++++ THE DATA

//! CLI command definitions for the `linghua` binary.
//!
//! Uses clap derive macros for argument parsing. Each top-level command
//! corresponds to one section of the assistant page.

pub mod chat;
pub mod creative;
pub mod data;
pub mod history;

use clap::{Parser, Subcommand};
use clap_complete::Shell;
use console::style;
use linghua_types::section::Section;

/// 零花黔全能助手: marketing assistant for self-service car washes.
#[derive(Parser)]
#[command(name = "linghua", version, about, long_about = None)]
#[command(propagate_version = true)]
pub struct Cli {
    /// Output machine-readable JSON instead of styled text.
    #[arg(long, global = true)]
    pub json: bool,

    /// Suppress all output except errors.
    #[arg(long, global = true)]
    pub quiet: bool,

    /// Detailed output (-v for verbose, -vv for debug/trace).
    #[arg(short, long, action = clap::ArgAction::Count, global = true)]
    pub verbose: u8,

    /// Export tracing spans through OpenTelemetry (stdout exporter).
    #[arg(long, global = true)]
    pub otel: bool,

    #[command(subcommand)]
    pub command: Commands,
}

#[derive(Subcommand)]
pub enum Commands {
    /// Chat with the assistant (interactive).
    Chat,

    /// Inspect or manage the persisted chat history.
    History {
        #[command(subcommand)]
        action: history::HistoryCommand,
    },

    /// Show the monthly revenue chart.
    Data,

    /// Generate marketing copy for a theme.
    Copy {
        /// Copy theme, e.g. "会员充值活动".
        #[arg(default_value = "")]
        theme: String,
    },

    /// Request a promotional image for a description.
    Image {
        /// Image description.
        #[arg(default_value = "")]
        description: String,
    },

    /// Generate shell completions.
    Completions {
        /// Shell to generate completions for.
        shell: Shell,
    },
}

/// Default log directives for the given verbosity flags.
pub fn log_directives(verbose: u8, quiet: bool) -> &'static str {
    match verbose {
        0 if quiet => "error",
        0 => "warn",
        1 => "info,linghua_core=debug,linghua_infra=debug",
        _ => "trace",
    }
}

/// Switch to a page section and print its heading.
pub fn navigate(section: Section, json: bool) {
    tracing::debug!(section = %section, "Navigating to section");
    if !json {
        println!();
        println!("  {}", style(section.title()).red().bold());
    }
}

++++++++

◆ TASK DIRECTIONS
In the entries above, count every line containing the word "debug". Write only the total.

◆ WRITTEN RESPONSE
3